Yes, my grandfather, uncles, dad and older brother were all car nuts and all have stories. I'm probably more hard core than any of them because they all seem to have relaxed a bit but I turn 48 on Monday and and still think obsessively about cars and race cars.

92dxman
92dxman SuperDork
3/19/17 7:57 a.m.

My mom is the gearhead in my family. She learned how to drive on a farm tractor and had a early 60's Corvair. My dad had good taste in cars. My parents almost bought a Dodge Shadow Turbo new but decided against it and went with an 87 Golf GT.

Gearheadotaku
Gearheadotaku GRM+ Memberand PowerDork
3/19/17 11:01 a.m.

Growing up there were only plain cars in the family. My dad is a die-hard DIYer and liked cars but never persued the hobby when I was a kid. He had a '81 Corvette for a short time after I got out of Highschool and bought a '67 Chevelle a few years ago. Maybe he was just taking a 20 year break while I was a kid. He bought a Healy Bug-eye new while stationed in Europe, and had a '70 RS 4-speed Camaro before I was born.

pheller
pheller PowerDork
3/20/17 12:38 p.m.

My dad was poor, but loved a good euro sports car. As a craftsman, he appreciated keeping something troublesome, abused, and complicated in working order. He had a Fiat 500 Abarth (in which he did do quite a few SCCA events in), Austin Healy, and a few other odds and ends I don't remember. He also really enjoyed Ducati, BMW and Moto Guzzi motorcycles.

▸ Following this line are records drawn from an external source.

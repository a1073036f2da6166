use crate::callback::CallbackEntry;
use crate::sync::{AtomicBool, AtomicU8, AtomicUsize, Condvar, Mutex, Ordering};
use std::collections::VecDeque;
use std::time::Duration;

/// Default polling interval for the drain wait while an expedited
/// synchronization is in flight.
/// 当加速同步在进行中时，排空等待的默认轮询间隔。
pub(crate) const DEFAULT_EXPEDITED_POLL: Duration = Duration::from_micros(50);

/// Default re-check interval for the drain wait on NMI-safe domains, where
/// the reader exit path signals without taking the wait-channel lock.
/// NMI 安全域上排空等待的默认重查间隔；该流派的读者退出路径
/// 在不持有等待通道锁的情况下发信号。
pub(crate) const DEFAULT_NMISAFE_POLL: Duration = Duration::from_millis(1);

/// Engine has no drain cycle in progress.
/// 引擎当前没有进行中的排空周期。
pub(crate) const ENGINE_IDLE: u8 = 0;

/// Engine is inside a drain cycle.
/// 引擎处于排空周期之内。
pub(crate) const ENGINE_RUNNING: u8 = 1;

/// No reader has latched a flavor on the domain yet.
/// 尚无读者在该域上锁定流派。
pub(crate) const FLAVOR_UNSET: u8 = 0;

/// Epoch that readers entering at `generation` join.
///
/// The generation counter advances in half-steps: once at the epoch flip and
/// once at drain completion. Bit 0x2 therefore changes exactly at the flip,
/// and the `+ 1` keeps the value stable across the completion step.
///
/// 在 `generation` 时进入的读者所加入的纪元。
/// 代计数器以半步推进：翻转时一次，排空完成时一次。因此位 0x2 恰好在
/// 翻转时改变，而 `+ 1` 使该值在完成步骤之间保持稳定。
#[inline]
pub(crate) fn reader_epoch(generation: usize) -> usize {
    ((generation + 1) & 0x2) >> 1
}

/// Epoch a drain cycle starting at `generation` (pre-flip, even) waits on.
/// 从 `generation`（翻转前，偶数）开始的排空周期所等待的纪元。
#[inline]
pub(crate) fn drain_epoch(generation: usize) -> usize {
    (generation & 0x2) >> 1
}

/// Even cookie value the next full drain cycle after `generation` will reach.
/// `generation` 之后的下一个完整排空周期将达到的偶数 cookie 值。
#[inline]
pub(crate) fn next_cookie(generation: usize) -> usize {
    (generation + 3) & !1
}

/// One per-epoch reader-presence counter.
///
/// Cache-aligned to prevent false sharing between the two epochs.
///
/// 每个纪元一个的读者在场计数器。
/// 缓存对齐以防止两个纪元之间的伪共享。
#[derive(Debug)]
#[repr(align(64))]
pub(crate) struct EpochCounter {
    pub(crate) count: AtomicUsize,
}

impl EpochCounter {
    fn new() -> Self {
        Self {
            count: AtomicUsize::new(0),
        }
    }
}

/// Shared state of one synchronization domain.
///
/// Shared via `Arc` between the domain handle, every outstanding reader
/// ticket, and the engine task.
///
/// 一个同步域的共享状态。
/// 通过 `Arc` 在域句柄、每个未完成的读者凭据和引擎任务之间共享。
#[repr(align(64))]
pub(crate) struct DomainState {
    /// Reader-presence counters, one per epoch.
    /// 读者在场计数器，每个纪元一个。
    pub(crate) nesting: [EpochCounter; 2],
    /// Monotonic half-step generation counter; even iff no flip outstanding.
    /// 单调的半步代计数器；当且仅当没有未完成的翻转时为偶数。
    pub(crate) generation: AtomicUsize,
    /// Highest generation any outstanding caller has asked to see completed.
    /// 任何未完成调用者请求见到完成的最高代。
    pub(crate) requested: AtomicUsize,
    /// `ENGINE_IDLE` or `ENGINE_RUNNING`; at most one drive loop at a time.
    /// `ENGINE_IDLE` 或 `ENGINE_RUNNING`；同一时刻至多一个驱动循环。
    pub(crate) engine_state: AtomicU8,
    /// True while the engine blocks waiting for the old epoch to empty.
    /// 引擎阻塞等待旧纪元清空期间为真。
    pub(crate) draining: AtomicBool,
    /// Count of in-flight expedited synchronize callers.
    /// 进行中的加速同步调用者数量。
    pub(crate) expedited: AtomicUsize,
    /// Reader flavor latched at first use (`FLAVOR_UNSET` until then).
    /// 首次使用时锁定的读者流派（在此之前为 `FLAVOR_UNSET`）。
    pub(crate) flavor: AtomicU8,
    /// Set by domain teardown to stop the engine thread.
    /// 由域销毁设置，用于停止引擎线程。
    pub(crate) shutdown: AtomicBool,

    /// Deferred callbacks in FIFO order, tagged with their target generation.
    /// 按 FIFO 顺序的延迟回调，标记有目标代。
    pub(crate) callbacks: Mutex<VecDeque<CallbackEntry>>,

    /// Wait channel: the engine blocks here during a drain, and the last
    /// matching reader exit signals it.
    /// 等待通道：引擎在排空期间阻塞于此，最后一个匹配的读者退出发信号。
    pub(crate) drain_lock: Mutex<()>,
    pub(crate) drain_cv: Condvar,

    /// Engine wake point: producers nudge an idle engine out of its sleep.
    /// 引擎唤醒点：生产者把空闲引擎从睡眠中推醒。
    pub(crate) wake_lock: Mutex<()>,
    pub(crate) wake_cv: Condvar,

    /// Completion broadcast: `synchronize` callers block here until their
    /// requested generation is completed.
    /// 完成广播：`synchronize` 调用者阻塞于此，直到其请求的代完成。
    pub(crate) done_lock: Mutex<()>,
    pub(crate) done_cv: Condvar,

    /// Drain polling interval while `expedited > 0`.
    /// `expedited > 0` 期间的排空轮询间隔。
    pub(crate) expedited_poll: Duration,
    /// Drain re-check interval for NMI-safe domains.
    /// NMI 安全域的排空重查间隔。
    pub(crate) nmisafe_poll: Duration,
}

impl DomainState {
    pub(crate) fn new(expedited_poll: Duration, nmisafe_poll: Duration) -> Self {
        Self {
            nesting: [EpochCounter::new(), EpochCounter::new()],
            generation: AtomicUsize::new(0),
            requested: AtomicUsize::new(0),
            engine_state: AtomicU8::new(ENGINE_IDLE),
            draining: AtomicBool::new(false),
            expedited: AtomicUsize::new(0),
            flavor: AtomicU8::new(FLAVOR_UNSET),
            shutdown: AtomicBool::new(false),
            callbacks: Mutex::new(VecDeque::new()),
            drain_lock: Mutex::new(()),
            drain_cv: Condvar::new(),
            wake_lock: Mutex::new(()),
            wake_cv: Condvar::new(),
            done_lock: Mutex::new(()),
            done_cv: Condvar::new(),
            expedited_poll,
            nmisafe_poll,
        }
    }

    /// True if some requested generation has not completed yet.
    /// 如果某个被请求的代尚未完成，则为真。
    #[inline]
    pub(crate) fn work_pending(&self) -> bool {
        self.generation.load(Ordering::SeqCst) < self.requested.load(Ordering::SeqCst)
    }

    /// True if any reader section is currently open on the domain.
    /// 如果该域上当前有任何读者区段打开，则为真。
    #[inline]
    pub(crate) fn readers_present(&self) -> bool {
        self.nesting[0].count.load(Ordering::SeqCst) != 0
            || self.nesting[1].count.load(Ordering::SeqCst) != 0
    }

    /// Raise the requested-generation watermark to at least `cookie` and wake
    /// the engine if this raised it.
    ///
    /// Portable `fetch_max`: a CAS loop, since the loom backend does not model
    /// the native max RMW.
    ///
    /// 将请求代水位提升到至少 `cookie`，如果确实提升了则唤醒引擎。
    /// 可移植的 `fetch_max`：CAS 循环，因为 loom 后端不模拟原生的 max RMW。
    pub(crate) fn request_generation(&self, cookie: usize) {
        let mut current = self.requested.load(Ordering::SeqCst);
        loop {
            if current >= cookie {
                return;
            }
            match self.requested.compare_exchange(
                current,
                cookie,
                Ordering::SeqCst,
                Ordering::SeqCst,
            ) {
                Ok(_) => break,
                Err(actual) => current = actual,
            }
        }

        // The lock pairs with the engine's predicate re-check, so the wake
        // cannot fall between the engine's check and its park.
        // 该锁与引擎的谓词重查配对，唤醒不会落在引擎检查与停靠之间。
        let _wake = self.wake_lock.lock();
        self.wake_cv.notify_one();
    }
}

By the time I was around, he had transitioned to utility vehicles like old trucks and Jeeps. He hated yearly inspections because he felt that it removed good vehicles from the road, but the CJ7 we had together had holes in the floor and once had a rusty throttle cable almost pop the motor. My father taught me not to be scared of getting your hands dirty.

On the flip side, my step-father taught me that sometimes it pays to let other people handle your maintenance. As a guy who once sold Saabs, Volvos and Porsches, my step-dad knew which cars made money and which cars didn't. Even today he has very defined ideals about what makes a "sports car" and doesn't settle for anything with four doors. To him, no matter how much power a vehicle has, it doesn't make it a sports car. Wagons can't be sporty, even the CTS-V Wagon. "It's a family car with a big motor," he says. Not that he doesn't appreciate them, he just would never spend his money on one.

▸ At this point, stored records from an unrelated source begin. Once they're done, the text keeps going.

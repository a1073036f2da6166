//! 基础测试模块
//! 测试域创建、读者区段、cookie 与基本回调功能

use crate::tests::eventually;
use crate::{GraceCell, GraceCookie, GraceDomain};
use std::sync::Arc;
use std::sync::atomic::{AtomicUsize, Ordering};

/// 测试1: 创建与销毁一个空域
#[test]
fn test_create_and_drop_domain() {
    let domain = GraceDomain::new();
    assert!(!domain.read_section_held());
    drop(domain);
}

/// 测试2: 进入与退出一个读者区段
#[test]
fn test_enter_exit_cycle() {
    let domain = GraceDomain::new();

    {
        let guard = domain.enter();
        assert!(domain.read_section_held());
        assert!(guard.epoch() <= 1);
    }
    // 守卫在这里被 drop，区段结束
    assert!(!domain.read_section_held());

    {
        let _guard = domain.enter();
        assert!(domain.read_section_held());
    }
    assert!(!domain.read_section_held());
}

/// 测试3: 读者区段可以嵌套
#[test]
fn test_nested_read_sections() {
    let domain = GraceDomain::new();

    let guard1 = domain.enter();
    let guard2 = domain.enter();
    let guard3 = domain.enter();

    assert!(domain.read_section_held());

    drop(guard2);
    assert!(domain.read_section_held());
    drop(guard1);
    assert!(domain.read_section_held());
    drop(guard3);
    assert!(!domain.read_section_held());
}

/// 测试4: 同一流派可以重复使用
#[test]
fn test_same_flavor_repeated_use() {
    let domain = GraceDomain::new();

    for _ in 0..10 {
        let _guard = domain.enter();
    }
    assert!(!domain.read_section_held());
}

/// 测试5: NMI 安全流派的基本进入与退出
#[test]
fn test_nmi_safe_flavor_basic() {
    let domain = GraceDomain::new();

    {
        let _guard = domain.enter_nmi_safe();
        assert!(domain.read_section_held());
    }
    assert!(!domain.read_section_held());
}

/// 测试6: 无屏障流派的基本进入与退出
#[test]
fn test_barrier_free_flavor_basic() {
    let domain = GraceDomain::new();

    {
        let _guard = domain.enter_barrier_free();
        assert!(domain.read_section_held());
    }
    assert!(!domain.read_section_held());
}

/// 测试7: 类信号量凭据可以跨线程释放
#[test]
fn test_ticket_released_on_other_thread() {
    let domain = GraceDomain::new();

    let ticket = domain.down_read();
    assert!(domain.read_section_held());

    let handle = std::thread::spawn(move || {
        ticket.release();
    });
    handle.join().unwrap();

    assert!(!domain.read_section_held());
}

/// 测试8: 哨兵 cookie 总是已完成
#[test]
fn test_completed_sentinel() {
    let domain = GraceDomain::new();

    assert!(domain.poll_state(GraceCookie::COMPLETED));
    assert!(GraceCookie::COMPLETED.same_state(GraceCookie::COMPLETED));
}

/// 测试9: 空闲域上的两次快照相等
#[test]
fn test_get_state_stable_when_idle() {
    let domain = GraceDomain::new();

    let cookie1 = domain.get_state();
    let cookie2 = domain.get_state();
    assert!(cookie1.same_state(cookie2));
    assert_eq!(cookie1, cookie2);
}

/// 测试10: get_state 不会自行启动宽限期
#[test]
fn test_get_state_does_not_start_engine() {
    let domain = GraceDomain::new();

    let cookie = domain.get_state();
    std::thread::sleep(std::time::Duration::from_millis(20));
    assert!(!domain.poll_state(cookie));
}

/// 测试11: start_poll 推动引擎完成快照的代（场景3）
#[test]
fn test_start_poll_reaches_cookie() {
    let domain = GraceDomain::new();

    let cookie = domain.start_poll();
    assert!(eventually(|| domain.poll_state(cookie)));

    // 单调性：之后恒为真
    domain.synchronize();
    assert!(domain.poll_state(cookie));
}

/// 测试12: 无读者时 synchronize 直接完成
#[test]
fn test_synchronize_without_readers() {
    let domain = GraceDomain::new();

    domain.synchronize();
    domain.synchronize();

    let cookie = domain.get_state();
    assert!(!domain.poll_state(cookie));
}

/// 测试13: 无读者时的加速 synchronize
#[test]
fn test_synchronize_expedited_without_readers() {
    let domain = GraceDomain::new();
    domain.synchronize_expedited();
}

/// 测试14: 回调在一个排空周期内被调用恰好一次（场景2）
#[test]
fn test_deferred_callbacks_run_once_in_order() {
    let domain = GraceDomain::new();
    let order = Arc::new(std::sync::Mutex::new(Vec::new()));

    for name in ["x", "y", "z"] {
        let order = Arc::clone(&order);
        domain
            .defer(move || order.lock().unwrap().push(name))
            .unwrap();
    }

    assert!(eventually(|| order.lock().unwrap().len() == 3));
    assert_eq!(*order.lock().unwrap(), vec!["x", "y", "z"]);
}

/// 测试15: 回调中可以再延迟新的回调
#[test]
fn test_defer_from_callback() {
    // 手动驱动模式：回调在本线程的 drive() 中运行，结果是确定性的
    let domain = Arc::new(GraceDomain::builder().background_engine(false).build());
    let count = Arc::new(AtomicUsize::new(0));

    let outer_domain = Arc::clone(&domain);
    let outer_count = Arc::clone(&count);
    domain
        .defer(move || {
            outer_count.fetch_add(1, Ordering::SeqCst);
            let inner_count = Arc::clone(&outer_count);
            outer_domain
                .defer(move || {
                    inner_count.fetch_add(1, Ordering::SeqCst);
                })
                .unwrap();
        })
        .unwrap();

    assert_eq!(count.load(Ordering::SeqCst), 0);
    domain.drive();
    assert_eq!(count.load(Ordering::SeqCst), 2);
}

/// 测试16: GraceCell 的创建与读取
#[test]
fn test_cell_create_and_load() {
    let domain = GraceDomain::new();
    let cell = GraceCell::new(42i32);

    let guard = domain.enter();
    assert_eq!(*cell.load(&guard), 42);
}

/// 测试17: GraceCell 的 replace 与 into_inner
#[test]
fn test_cell_replace_and_into_inner() {
    let domain = GraceDomain::new();
    let cell = GraceCell::new(String::from("old"));

    cell.replace(String::from("new"), &domain);
    {
        let guard = domain.enter();
        assert_eq!(cell.load(&guard), "new");
    }

    // 等旧值的延迟回收被周期覆盖，保证 drop 时队列为空
    domain.synchronize();
    assert_eq!(cell.into_inner(), "new");
}

/// 测试18: Debug 输出可用
#[test]
fn test_debug_formatting() {
    let domain = GraceDomain::new();
    let output = format!("{domain:?}");
    assert!(output.contains("GraceDomain"));

    let guard = domain.enter();
    let output = format!("{guard:?}");
    assert!(output.contains("ReadGuard"));
}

That makes me the intersection of two car cultures: 1) where you buy what you can afford and fix the rest 2) where you save your pennies to buy what you really want, whether its practical or not.

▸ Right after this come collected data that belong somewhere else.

use crate::domain::GraceDomain;
use crate::reader::ReadGuard;
use crate::sync::{AtomicPtr, Ordering};
use std::marker::PhantomData;

/// A retired allocation en route to the callback queue.
///
/// Carries the raw pointer across the `Send` boundary into the engine task.
/// It has no `Drop` of its own: if the closure holding it is discarded
/// without being invoked (teardown with pending callbacks, a caller bug),
/// the allocation leaks rather than being freed under live readers.
///
/// 一个在送往回调队列途中的已退休分配。
/// 将原始指针跨 `Send` 边界带入引擎任务。它自身没有 `Drop`：若持有它的
/// 闭包未被调用就被丢弃（带着待处理回调销毁域，调用者的 bug），
/// 该分配会泄漏，而不是在存活读者之下被释放。
struct RetiredPtr<T>(*mut T);

// The pointee is owned and only ever dropped by whoever runs the closure.
// 指针所指由闭包的运行者独占拥有并负责 drop。
unsafe impl<T: Send> Send for RetiredPtr<T> {}

impl<T> RetiredPtr<T> {
    /// Execute the deferred destruction.
    /// 执行延迟的销毁。
    fn reclaim(self) {
        // SAFETY: the pointer came from `Box::into_raw` in `replace`, and a
        // full grace period separates the swap from this call, so no reader
        // reference can still be live.
        // SAFETY：该指针来自 `replace` 中的 `Box::into_raw`，且一个完整的
        // 宽限期分隔了交换与本调用，因此不可能仍有存活的读者引用。
        unsafe {
            drop(Box::from_raw(self.0));
        }
    }
}

/// A grace-period-protected shared value.
///
/// `GraceCell<T>` is an atomic pointer that many readers can dereference
/// (via `load()` with a `ReadGuard`) while a writer republishes it with
/// `replace()`; the previous value is handed to the domain's callback queue
/// and dropped only after a full grace period, so no reader ever observes a
/// freed value.
///
/// **Safety contract**:
/// - Readers must hold a `ReadGuard` of the domain that writers of this
///   cell retire through. The guard's lifetime bounds the returned
///   reference, so it cannot escape the section.
/// - Writers must always retire through the same domain for cells read
///   under that domain's guards.
///
/// **Typical usage**:
/// ```
/// use grace_domain::{GraceCell, GraceDomain};
///
/// let domain = GraceDomain::new();
/// let cell = GraceCell::new(1u32);
///
/// // Reader:
/// {
///     let section = domain.enter();
///     assert!(*cell.load(&section) >= 1);
/// }
///
/// // Writer:
/// cell.replace(2, &domain);
/// domain.synchronize();
/// ```
///
/// 受宽限期保护的共享值。
/// `GraceCell<T>` 是一个原子指针：多个读者可以解引用它（通过 `load()` 与
/// `ReadGuard`），同时写者用 `replace()` 重新发布；旧值被交给域的回调
/// 队列，只在一个完整宽限期之后才被 drop，因此读者绝不会看到已释放的值。
pub struct GraceCell<T> {
    ptr: AtomicPtr<T>,
    // Inherit `Send`/`Sync` from `T`, not from the raw pointer.
    // 从 `T` 而非原始指针继承 `Send`/`Sync`。
    _marker: PhantomData<T>,
}

impl<T: Send + 'static> GraceCell<T> {
    /// Create a new protected cell holding `value`.
    /// 创建一个持有 `value` 的新受保护单元。
    #[inline]
    pub fn new(value: T) -> Self {
        Self {
            ptr: AtomicPtr::new(Box::into_raw(Box::new(value))),
            _marker: PhantomData,
        }
    }

    /// Reader load: dereference the current value.
    ///
    /// The returned reference is bound to the guard's lifetime, so the
    /// compiler guarantees it cannot outlive the reader section that
    /// protects it.
    ///
    /// 读者 load：解引用当前值。
    /// 返回的引用被绑定到守卫的生命周期，编译器保证它不会活过
    /// 保护它的读者区段。
    #[inline]
    pub fn load<'guard>(&self, _guard: &'guard ReadGuard<'_>) -> &'guard T {
        let ptr = self.ptr.load(Ordering::Acquire);
        // SAFETY: the pointer is never null, and the guard keeps the
        // domain's grace period from completing, which is what gates every
        // deferred drop of a previous value.
        // SAFETY：指针永不为空，且守卫阻止域的宽限期完成，
        // 而宽限期正是所有旧值延迟 drop 的闸门。
        unsafe { &*ptr }
    }

    /// Writer replace: publish a new value and retire the old one through
    /// the domain's callback queue.
    ///
    /// The old value is dropped on the engine task after a full grace
    /// period; the caller does not block. Only if growing the callback
    /// queue fails does the method fall back to a blocking `synchronize`
    /// with an inline drop; a caller that may hold a reader section of
    /// `domain` at replace time must treat that exhaustion case as a
    /// self-deadlock hazard.
    ///
    /// 写者 replace：发布新值，并通过域的回调队列退休旧值。
    /// 旧值在一个完整宽限期之后于引擎任务上被 drop；调用者不阻塞。
    /// 仅当回调队列扩展失败时，该方法才回退为阻塞的 `synchronize` 并
    /// 就地 drop——在 replace 时可能持有 `domain` 读者区段的调用者必须
    /// 把这种耗尽情形视为自死锁风险。
    pub fn replace(&self, value: T, domain: &GraceDomain) {
        let new_ptr = Box::into_raw(Box::new(value));
        let old_ptr = self.ptr.swap(new_ptr, Ordering::AcqRel);
        if old_ptr.is_null() {
            return;
        }

        let retired = RetiredPtr(old_ptr);
        if domain.defer(move || retired.reclaim()).is_err() {
            // The discarded closure does not free anything, so the inline
            // reclaim below is the only drop of `old_ptr`.
            // 被丢弃的闭包不会释放任何东西，下面的就地回收
            // 是 `old_ptr` 的唯一一次 drop。
            domain.synchronize();
            RetiredPtr(old_ptr).reclaim();
        }
    }

    /// Writer replace with a synchronous grace period: publish a new value,
    /// wait out a full grace period, then drop the old value inline.
    ///
    /// Must not be called while the calling thread holds a reader section
    /// of `domain`.
    ///
    /// 带同步宽限期的写者 replace：发布新值，等完一个完整宽限期，
    /// 然后就地 drop 旧值。调用线程持有 `domain` 的读者区段时不得调用。
    pub fn replace_sync(&self, value: T, domain: &GraceDomain) {
        let new_ptr = Box::into_raw(Box::new(value));
        let old_ptr = self.ptr.swap(new_ptr, Ordering::AcqRel);
        if old_ptr.is_null() {
            return;
        }

        domain.synchronize();
        RetiredPtr(old_ptr).reclaim();
    }

    /// Consume the cell and take out the current value.
    ///
    /// Requires the usual drop-time quiescence: no reader may still be able
    /// to reach this cell.
    ///
    /// 消耗单元并取出当前值。要求通常的 drop 时静止状态：
    /// 不得再有读者能够到达此单元。
    pub fn into_inner(self) -> T {
        let ptr = self.ptr.swap(std::ptr::null_mut(), Ordering::AcqRel);
        // SAFETY: the pointer is non-null until consumed, and consuming
        // `self` means no reader can name the cell anymore.
        // SAFETY：指针在被消耗前非空，而消耗 `self` 意味着
        // 读者再也无法指名此单元。
        unsafe { *Box::from_raw(ptr) }
    }
}

impl<T> std::fmt::Debug for GraceCell<T> {
    fn fmt(&self, f: &mut std::fmt::Formatter<'_>) -> std::fmt::Result {
        let ptr = self.ptr.load(Ordering::Relaxed);
        f.debug_tuple("GraceCell").field(&ptr).finish()
    }
}

impl<T> Drop for GraceCell<T> {
    /// Drop the final value.
    ///
    /// At drop time no reader can reach the cell anymore, so the last
    /// pointer is taken back directly.
    ///
    /// drop 最终的值。drop 时不再有读者能到达该单元，
    /// 因此直接取回最后的指针。
    #[inline]
    fn drop(&mut self) {
        let ptr = self.ptr.load(Ordering::Relaxed);
        if !ptr.is_null() {
            unsafe {
                drop(Box::from_raw(ptr));
            }
        }
    }
}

So Grassroots Motorsports became my calling.

Stephanie
Stephanie None
3/28/17 10:46 a.m.

In reply to Japspec:

I"m a little late to the party on this one...

Dad was always in to cars. He was constantly buying fixer uppers and tinkering with them when he was young (much to my grandmother's dismay, who didn't like having junkers in the driveway). Mom is an artist but always loved cars. Apparently both of their first cars were Corvairs and they bonded over their mutual dislike of them.

We grew up on a farm. Dad was always buying cars cheap, fixing them and reselling for a little extra money. (The '56 Beauville wagon was my favorite) My brother and I hung out with dad in the garage while mom was canning vegetables.

Road trips consisted of my dad pointing out old cars and asking us to name the year and model. Now, thanks to cell phones, I take pictures of ones I see and ask him the same thing.

As we got older, my brother got more of my dad's love of tinkering and I got more of mom's artistic ability. My brother is working on a '50 mercury right now and he just finished overhauling dad's old "farm" truck. I'm doing a series of paintings of classic cars.

So I paint portraits of cars and my brother paints actual cars.

We both got a mix of mom and dad's talents and interests, just in different ways.

Nick (Bo) Comstock
Nick (Bo) Comstock MegaDork
3/28/17 11:26 a.m.

Dad was a car guy but was disabled from the time I was born so he never had any projects. He liked to drive fast though. I've heard from my much older siblings that he had some cool cars when they were kids.

Mom hated my car addiction. She bitched and moaned about every dime I spent on them. I married a woman just like her.